3 障がい者を対象とした県職員採用選考において、障がい区分別の選考とし、視覚障がい者を積極的に採用していただきたい。また、採用にあたっては、相談員、IT技術などを活用した職種のほか、県職員のヘルスキーパーなど、適切な採用職種をあらかじめ明確にしていただくとともに、採用後は、視覚障がい者が活躍できる合理的配慮の行き届いた職場環境を整えていただきたい。
(補足説明)
視覚障がい者の就労、就職は、すべての障がい者の中でも、極めて厳しい現状となっていますが、県におかれては、市町の模範となるべく、積極的に視覚障がい者を採用していただきたい。
最近の県の障がい者枠での新規採用試験において、視覚障がい者の合否は、極めて厳しい結果となっていますが、障がい区分別の新規採用試験にしていただくなど、視覚障がい者の県への採用については、特段のご配慮を賜りたい。
4 令和4年5月25日付けで公布・施行となった「障害者情報アクセシビリティ・コミュニケーション施策推進法」を受け、県から視覚障がい者に情報を提供する場合は、その障がいの種類及び程度に応じてこれを行うよう配慮していただくとともに、市町、関係機関・団体及び県民に対して、本法の内容等を広く周知していただきたい。また、視覚障がい者の情報の不便さを軽減するためのコミュニケーション機器などの日常生活用具給付等事業について、地域間格差を是正していただくため、市町に対し県から働きかけを行っていただきたい。
(補足説明)
「障害者情報アクセシビリティ・コミュニケーション施策推進法」が5月19日に衆議院本会議にて全会一致で成立し、5月25日付で公布・施行になったことにより、視覚障がい者による情報の取得及び利用並びに意思疎通に係る手段について、可能な限り手段を選択できるようになり、誰もが同一内容の情報を同一時点において受け取ることができるなど、視覚障がい者の社会参加が促進されていくものと考えております。
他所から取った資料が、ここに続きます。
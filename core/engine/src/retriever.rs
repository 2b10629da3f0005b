use std::cmp::Ordering;
use std::collections::HashSet;
use std::sync::Arc;

use memory_graph_schemas::{EntityNetwork, ScoredMemory};
use tracing::debug;

use crate::annotator::Annotator;
use crate::error::Result;
use crate::identity;
use crate::store::GraphStore;

/// Memories scoring at or below this are never returned.
pub const RELEVANCE_FLOOR: f64 = 0.1;
/// Flat boost applied when both the query and the memory carry entities.
/// A coarse boolean signal, not a true overlap measure.
const ENTITY_OVERLAP_BOOST: f64 = 0.2;
/// Weight of stored memory importance in the relevance score.
const IMPORTANCE_WEIGHT: f64 = 0.1;

/// Read side of the engine: relevance ranking over stored memories and
/// entity-network traversal with fuzzy fallback resolution. All outputs
/// are best-effort views, never authoritative.
pub struct Retriever {
    annotator: Arc<dyn Annotator>,
}

impl Retriever {
    pub fn new(annotator: Arc<dyn Annotator>) -> Self {
        Self { annotator }
    }

    /// Score every stored memory against `query` and return the top
    /// `limit` above the relevance floor. An empty result is not an error.
    pub fn find_related(
        &self,
        store: &GraphStore,
        query: &str,
        limit: usize,
    ) -> Result<Vec<ScoredMemory>> {
        let memories = store.scan_memories()?;
        let query_has_entities = !self.annotator.extract_entities(query).is_empty();

        let mut scored = Vec::new();
        for memory in memories {
            let content_similarity = self.annotator.similarity(query, &memory.content);
            let entity_boost = if query_has_entities && !memory.entities.is_empty() {
                ENTITY_OVERLAP_BOOST
            } else {
                0.0
            };
            let score = content_similarity + entity_boost + memory.importance * IMPORTANCE_WEIGHT;

            if score > RELEVANCE_FLOOR {
                scored.push(ScoredMemory {
                    id: memory.id,
                    content: memory.content,
                    score,
                    timestamp: memory.timestamp,
                    importance: memory.importance,
                });
            }
        }

        // Scan order is (importance desc, timestamp desc) and the sort is
        // stable, so that ordering breaks score ties.
        scored.sort_by(|a, b| b.score.partial_cmp(&a.score).unwrap_or(Ordering::Equal));
        scored.truncate(limit);

        debug!("Query matched {} memories", scored.len());
        Ok(scored)
    }

    /// Direct relationships around `entity_name`, strongest first. When
    /// the name resolves to nothing, falls back to fuzzy name resolution
    /// over stored entities and retries, bounded by a visited-name set.
    ///
    /// `depth` is accepted for forward compatibility; traversal is
    /// single-hop.
    pub fn entity_network(
        &self,
        store: &GraphStore,
        entity_name: &str,
        depth: usize,
    ) -> Result<EntityNetwork> {
        debug!("Building entity network for '{}' (depth {})", entity_name, depth);
        let mut attempted = HashSet::new();
        self.resolve_network(store, entity_name, &mut attempted)
    }

    fn resolve_network(
        &self,
        store: &GraphStore,
        entity_name: &str,
        attempted: &mut HashSet<String>,
    ) -> Result<EntityNetwork> {
        attempted.insert(entity_name.to_lowercase());

        let id = identity::entity_id(entity_name);
        let edges = store.neighborhood(&id)?;

        if edges.is_empty() {
            debug!(
                "No direct relationships for '{}', trying fuzzy resolution",
                entity_name
            );
            let matches = store.entities_matching(entity_name)?;
            if let Some(first) = matches.first() {
                if !attempted.contains(&first.to_lowercase()) {
                    return self.resolve_network(store, first, attempted);
                }
            }
            return Ok(EntityNetwork::empty(entity_name));
        }

        let mut connected = Vec::new();
        let mut seen = HashSet::new();
        for edge in &edges {
            for name in [&edge.source, &edge.target] {
                if seen.insert(name.clone()) {
                    connected.push(name.clone());
                }
            }
        }

        Ok(EntityNetwork {
            center_entity: entity_name.to_string(),
            relationships: edges,
            connected_entities: connected,
        })
    }
}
そのためには、視覚障がい者が必要とする情報へのアクセシビリティを向上させることや、コミュニケーションの手段を充実させることが極めて重要であるため、県におかれては、市町、関係機関・団体及び県民に対して、本法の内容等を広く周知していただくとともに、情報の取得及び利用並びに意思疎通に係る施策の策定・実施について、当事者目線を尊重して取り組んでいただきたい。また、市町が行う地域生活支援事業において、情報の不便さを軽減するためのコミュニケーション支援機器などの日常生活用具給付等について、地域間格差が生じているものはその是正を図ることを目的として、県からも各市町に働きかけを行っていただきたい。